# What is expected
Copy each of the records exactly.

[Recorded data]
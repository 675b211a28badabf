//! Mouse up event handling - drag session end.

use crate::app::Atelier;
use gpui::*;

impl Atelier {
    pub fn handle_mouse_up(
        &mut self,
        _event: &MouseUpEvent,
        _window: &mut Window,
        cx: &mut Context<Self>,
    ) {
        if self.carousel.track.is_dragging() {
            // Idempotent: also runs harmlessly if pointer-leave already
            // closed the session.
            self.carousel.track.end_drag();
            cx.notify();
        }
    }
}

# Completed exercise
repository 675b211a28badabf
//! Mouse up event handling - drag session end.

use crate::app::Atelier;
use gpui::*;

impl Atelier {
    pub fn handle_mouse_up(
        &mut self,
        _event: &MouseUpEvent,
        _window: &mut Window,
        cx: &mut Context<Self>,
    ) {
        if self.carousel.track.is_dragging() {
            // Idempotent: also runs harmlessly if pointer-leave already
            // closed the session.
            self.carousel.track.end_drag();
            cx.notify();
        }
    }
}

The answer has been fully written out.